Ministry of Education of the People's Republic of China

The ruling Chinese Communist Party is extending its United Front strategy to schools in the former colonies of Hong Kong and Macau in a bid to garner "voluntary" support for its leadership, RFA has learned.

Beijing's ministry of education announced on Tuesday that it would allow teachers trained in Hong Kong, Macau, and even the separately governed democratic island of Taiwan to take exams that would qualify them to teach in mainland China.

The move is part of an ongoing offer of full residency status to residents of Hong Kong, Macau, and Taiwan, which the Taiwan government has warned will risk human rights violations for anyone agreeing to be treated as a Chinese citizen.

Applicants for the teaching scheme must "voluntarily uphold the leadership of the Chinese Communist Party, adhere to the direction of socialist education and implement the party's educational policy," the ministry said in a Jan. 7 announcement on its official website.

Bruce Lui, senior journalism lecturer at the University of Hong Kong, said the moves are part of the Chinese Communist Party's "United Front" work, which aims to co-opt groups and individuals outside the party to further its aims.

He said it was likely sparked by the vocal opposition in Hong Kong's education sector to proposals to introduce "patriotic education" into the city's schools, which many saw as "brainwashing."

"This is to let Hong Kong teachers know that the Communist Party requires them to hold to a certain political line," Lui said. "They will not allow teachers who oppose the Chinese Communist Party or are not patriotic."

A backwards step

China’s education minister last year called on the Hong Kong government to resurrect the controversial program in the city's schools after it was shelved in 2012 following mass protests in which student activist Joshua Wong first emerged as a protest leader.

"[The party] requires you to relinquish your own mind, along with your capacity for independent and critical thought, and turn into a ... soulless teaching machine," Lui said. "These requirements pretty much run counter to the basic concept of education."

"I think it is a huge backwards step."

Fung Wai-wah, president of the Hong Kong Professional Teachers' Union, the largest teachers' union in the city, said such requirements would be understandable for teachers trained in mainland China.

He said he didn't think Hong Kong's teachers would accept such requirements.

"Education should enable people to think independently, and improve their abilities and qualities," Fung said. "It shouldn't be used as a brainwashing tool, or as a tool for government to exert control."

"This is incompatible with our philosophy of education here in Hong Kong," he said. "We don't want to be used as tools of the state, to carry out control and brainwashing."

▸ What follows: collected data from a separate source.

//! HTML fragments for the results panels, dropdown and navigation.
//! Every function here is pure: it reads the values it is given and
//! returns markup. Interpolated values are escaped.

use eventintel_common::{AttendeeRecord, EventRecord};

use crate::analytics::{format_thousands, AttendeeAnalytics};
use crate::phase::{Phase, PhaseNav};
use crate::selection::EventSelection;
use crate::state::{ResultMeta, UiState};

pub const POST_PREVIEW_CHARS: usize = 60;

/// Everything the page shows, derived from one `UiState`.
#[derive(Debug, Clone, PartialEq, Eq)]
pub struct PageView {
    pub nav: String,
    pub active_section: &'static str,
    /// `None` keeps the panel hidden.
    pub events_stats: Option<String>,
    pub events_table: Option<String>,
    pub event_options: String,
    pub manual_event: String,
    pub attendees_stats: Option<String>,
    pub attendees_table: Option<String>,
    pub analytics: Option<AnalyticsView>,
}

#[derive(Debug, Clone, PartialEq, Eq)]
pub struct AnalyticsView {
    pub total_users: String,
    pub verified_users: String,
    pub total_reach: String,
}

pub fn render_page(state: &UiState) -> PageView {
    let attendees_visible = state.attendees_meta().is_some();
    PageView {
        nav: nav_links(&state.nav),
        active_section: state.nav.active().section_id(),
        events_stats: state.events_meta().map(stats_line),
        events_table: state.events_meta().map(|_| events_table(state.events())),
        event_options: event_options(state.events(), &state.selection),
        manual_event: escape_html(state.selection.manual_value()),
        attendees_stats: state.attendees_meta().map(stats_line),
        attendees_table: attendees_visible.then(|| attendees_table(state.attendees())),
        analytics: attendees_visible.then(|| analytics_view(&state.analytics())),
    }
}

pub fn escape_html(raw: &str) -> String {
    let mut out = String::with_capacity(raw.len());
    for ch in raw.chars() {
        match ch {
            '&' => out.push_str("&amp;"),
            '<' => out.push_str("&lt;"),
            '>' => out.push_str("&gt;"),
            '"' => out.push_str("&quot;"),
            '\'' => out.push_str("&#39;"),
            _ => out.push(ch),
        }
    }
    out
}

/// Display-only preview; the stored record keeps the full text.
pub fn truncate_post(content: &str) -> String {
    if content.chars().count() > POST_PREVIEW_CHARS {
        let head: String = content.chars().take(POST_PREVIEW_CHARS).collect();
        format!("{head}...")
    } else {
        content.to_string()
    }
}

fn or_placeholder<'a>(value: &'a str, placeholder: &'a str) -> &'a str {
    if value.is_empty() { placeholder } else { value }
}

pub fn stats_line(meta: ResultMeta) -> String {
    format!(
        "<span>Found: {}</span>\n<span>API Calls: {}</span>",
        meta.total, meta.api_calls_used
    )
}

pub fn events_table(events: &[EventRecord]) -> String {
    if events.is_empty() {
        return r#"<tr><td colspan="6">No events found</td></tr>"#.to_string();
    }

    events.iter().enumerate().map(|(index, event)| {
        let venue = if !event.exact_venue.is_empty() {
            event.exact_venue.as_str()
        } else {
            or_placeholder(&event.location, "Venue not specified")
        };
        let confidence = (event.confidence_score * 100.0).round() as i64;
        format!(r#"<tr>
    <td><strong>{}</strong></td>
    <td>{}</td>
    <td>{}</td>
    <td>{}</td>
    <td>{}%</td>
    <td><button class="btn-secondary" data-action="analyze" data-event-name="{}" data-index="{}">Analyze</button></td>
</tr>"#,
            escape_html(or_placeholder(&event.event_name, "Unknown")),
            escape_html(or_placeholder(&event.exact_date, "Date not specified")),
            escape_html(venue),
            event.category,
            confidence,
            escape_html(&event.event_name),
            index,
        )
    }).collect::<Vec<_>>().join("\n")
}

pub fn attendees_table(attendees: &[AttendeeRecord]) -> String {
    if attendees.is_empty() {
        return r#"<tr><td colspan="6">No attendees found</td></tr>"#.to_string();
    }

    attendees.iter().map(|a| {
        format!(r#"<tr>
    <td>{}</td>
    <td>{}</td>
    <td>{}</td>
    <td>{}</td>
    <td>{}</td>
    <td><a href="{}" target="_blank" class="btn-secondary">View</a></td>
</tr>"#,
            escape_html(or_placeholder(&a.username, "@unknown")),
            escape_html(or_placeholder(&a.engagement_type, "general_discussion")),
            escape_html(&truncate_post(or_placeholder(&a.post_content, "No content"))),
            escape_html(or_placeholder(&a.post_date, "Unknown date")),
            a.followers_count,
            escape_html(or_placeholder(&a.post_link, "#")),
        )
    }).collect::<Vec<_>>().join("\n")
}

/// Dropdown options: the placeholder, then one per event.
pub fn event_options(events: &[EventRecord], selection: &EventSelection) -> String {
    let chosen = selection.dropdown_value();
    let mut html = format!(
        r#"<option value=""{}>Select an event...</option>"#,
        if chosen.is_empty() { " selected" } else { "" }
    );
    for event in events {
        let selected = if !chosen.is_empty() && event.event_name == chosen { " selected" } else { "" };
        html.push_str(&format!(
            r#"
<option value="{}"{}>{} ({})</option>"#,
            escape_html(&event.event_name),
            selected,
            escape_html(&event.event_name),
            escape_html(&event.exact_date),
        ));
    }
    html
}

pub fn analytics_view(stats: &AttendeeAnalytics) -> AnalyticsView {
    AnalyticsView {
        total_users: stats.total_users.to_string(),
        verified_users: stats.verified_users.to_string(),
        total_reach: format_thousands(stats.total_reach),
    }
}

pub fn nav_links(nav: &PhaseNav) -> String {
    Phase::ALL.iter().map(|phase| {
        let class = if nav.is_visible(*phase) { "nav-link active" } else { "nav-link" };
        format!(r##"<a class="{}" href="#{}">{}</a>"##, class, phase.section_id(), phase.title())
    }).collect::<Vec<_>>().join("\n")
}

"I don't think most teachers in Hong Kong would accept this," Fung said. "There will definitely be huge resistance if they try to implement this stuff in Hong Kong."

An unattractive offer

Macau University lecturer Choi Chi U said the move was definitely part of the United Front strategy, but that low salaries in China made the offer fairly unattractive to teachers outside mainland China.

"For example, they only make between 5,000 and 8,000 yuan a month in Beijing, and they would have to leave their familiar surroundings," Choi said.

"[I can only see it working] if they made it extremely attractive," he said.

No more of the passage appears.